◆ **TASK ITEM**
Write out each line of the entries below that holds the word "location".

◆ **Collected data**
//! Entry point: wires configuration, the database, the worker pools,
//! the three orchestrator loops, and the liveness/readiness HTTP
//! surface together.

use std::sync::Arc;

use anyhow::{Context, Result};
use tokio::sync::{mpsc, watch, Mutex};
use tracing::{error, info, warn};
use tracing_subscriber::{layer::SubscriberExt, util::SubscriberInitExt, EnvFilter};

use fwforge_core::{
    api,
    config::{FactoryConfig, ServiceConfig},
    db::{BuildJob, Database, DbConfig, OutdatedSubtarget, RequestTier},
    orchestrator::{Collector, CollectorConfig, Dispatcher, Updater},
    state::AppState,
    worker::{BuildWorker, UpdateWorker, VersionOverlay, WorkerPaths},
};

#[tokio::main]
async fn main() -> Result<()> {
    let service_config = ServiceConfig::from_env().context("failed to load service config")?;

    tracing_subscriber::registry()
        .with(EnvFilter::try_from_default_env().unwrap_or_else(|_| service_config.log_level.clone().into()))
        .with(tracing_subscriber::fmt::layer().json())
        .init();

    info!("starting fwforge-core");

    let factory_config = Arc::new(
        FactoryConfig::load(&service_config.factory_config_path)
            .await
            .context("failed to load factory config")?,
    );
    info!(
        distros = factory_config.distros.len(),
        workers = factory_config.workers.len(),
        "factory config loaded"
    );

    let db_config = DbConfig::from_env();
    let db = Database::connect(&db_config)
        .await
        .context("failed to connect to database")?;

    if service_config.run_migrations {
        db.run_migrations().await.context("failed to run migrations")?;
    }

    let request_tier: Arc<dyn RequestTier> = Arc::new(db.request_tier());

    match request_tier.sweep_stuck_building().await {
        Ok(count) if count > 0 => warn!(count, "recovered jobs stuck in building at startup"),
        Ok(_) => {}
        Err(e) => error!(error = %e, "failed to sweep stuck building jobs"),
    }

    let store = fwforge_store::ArtifactStore::new(factory_config.download_folder.clone());

    let (shutdown_tx, shutdown_rx) = watch::channel(false);
    let mut worker_handles = Vec::new();

    // Build worker pool: one BuildWorker per configured worker location,
    // all fed from the dispatcher's capacity-1 channel.
    let (build_tx, build_rx) = mpsc::channel::<(BuildJob, VersionOverlay)>(1);
    let build_rx = Arc::new(Mutex::new(build_rx));
    for location in &factory_config.workers {
        let paths = WorkerPaths {
            location: location.clone(),
            download_folder: factory_config.download_folder.clone(),
            tempdir: factory_config.tempdir.clone(),
        };
        let build_worker = BuildWorker::new(store.clone(), request_tier.clone(), paths);
        let build_rx = build_rx.clone();
        worker_handles.push(tokio::spawn(async move {
            if let Err(e) = build_worker.ensure_setup().await {
                error!(error = %e, "build worker setup failed, worker will not run");
                return;
            }
            loop {
                let job = { build_rx.lock().await.recv().await };
                match job {
                    Some((job, overlay)) => build_worker.build(job, overlay).await,
                    None => break,
                }
            }
        }));
    }

    // Update worker pool: all update workers share one toolchain
    // checkout location, matching the reference updater.
    let (update_tx, update_rx) = mpsc::channel::<(OutdatedSubtarget, VersionOverlay)>(1);
    let update_rx = Arc::new(Mutex::new(update_rx));
    for _ in 0..factory_config.updater_threads {
        let paths = WorkerPaths {
            location: factory_config.updater_dir.clone(),
            download_folder: factory_config.download_folder.clone(),
            tempdir: factory_config.tempdir.clone(),
        };
        let update_worker = UpdateWorker::new(request_tier.clone(), paths);
        let update_rx = update_rx.clone();
        worker_handles.push(tokio::spawn(async move {
            if let Err(e) = update_worker.ensure_setup().await {
                error!(error = %e, "update worker setup failed, worker will not run");
                return;
            }
            loop {
                let job = { update_rx.lock().await.recv().await };
                match job {
                    Some((job, overlay)) => update_worker.update(job, overlay).await,
                    None => break,
                }
            }
        }));
    }

    let dispatcher = Dispatcher::new(
        request_tier.clone(),
        factory_config.clone(),
        build_tx,
        service_config.dispatcher_idle_interval,
    );
    let dispatcher_handle = tokio::spawn({
        let shutdown_rx = shutdown_rx.clone();
        async move {
            dispatcher.run(shutdown_rx).await;
        }
    });

    let updater = Updater::new(
        request_tier.clone(),
        factory_config.clone(),
        update_tx,
        service_config.updater_idle_interval,
    );
    let updater_handle = tokio::spawn({
        let shutdown_rx = shutdown_rx.clone();
        async move {
            updater.run(shutdown_rx).await;
        }
    });

    let collector = Collector::new(
        request_tier.clone(),
        store.clone(),
        CollectorConfig {
            interval: service_config.collector_interval,
            snapshot_ttl_hours: factory_config.snapshot_ttl_hours,
            custom_image_ttl_days: factory_config.custom_image_ttl_days,
            stale_request_ttl_days: factory_config.stale_request_ttl_days,
        },
    );
    let collector_handle = tokio::spawn({
        let shutdown_rx = shutdown_rx.clone();
        async move {
            collector.run(shutdown_rx).await;
        }
    });

    let state = AppState::new(db);
    let app = api::create_router(state);
    let listener = tokio::net::TcpListener::bind(&service_config.listen_addr).await?;
    info!(addr = %service_config.listen_addr, "listening for health checks");

    let server_handle = tokio::spawn(async move {
        axum::serve(listener, app)
            .with_graceful_shutdown(async move {
                let mut shutdown_rx = shutdown_rx;
                loop {
                    if *shutdown_rx.borrow() {
                        break;
                    }
                    if shutdown_rx.changed().await.is_err() {
                        break;
                    }
                }
                info!("health server shutting down");
            })
            .await
    });

    tokio::select! {
        _ = tokio::signal::ctrl_c() => {
            info!("received shutdown signal");
        }
        result = server_handle => {
            match result {
                Ok(Ok(())) => info!("health server exited normally"),
                Ok(Err(e)) => error!(error = %e, "health server error"),
                Err(e) => error!(error = %e, "health server task panicked"),
            }
        }
    }

    let _ = shutdown_tx.send(true);

    info!("waiting for workers to shut down");
    let shutdown_timeout = std::time::Duration::from_secs(10);

    if let Err(e) = tokio::time::timeout(shutdown_timeout, dispatcher_handle).await {
        warn!(error = %e, "dispatcher did not shut down in time");
    }
    if let Err(e) = tokio::time::timeout(shutdown_timeout, updater_handle).await {
        warn!(error = %e, "updater did not shut down in time");
    }
    if let Err(e) = tokio::time::timeout(shutdown_timeout, collector_handle).await {
        warn!(error = %e, "collector did not shut down in time");
    }

    for handle in worker_handles {
        if let Err(e) = tokio::time::timeout(shutdown_timeout, handle).await {
            warn!(error = %e, "worker did not shut down in time");
        }
    }

    info!("fwforge-core shutdown complete");
    Ok(())
}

◆ **WRITTEN RESPONSE**
    // Build worker pool: one BuildWorker per configured worker location,
    for location in &factory_config.workers {
            location: location.clone(),
    // checkout location, matching the reference updater.
            location: factory_config.updater_dir.clone(),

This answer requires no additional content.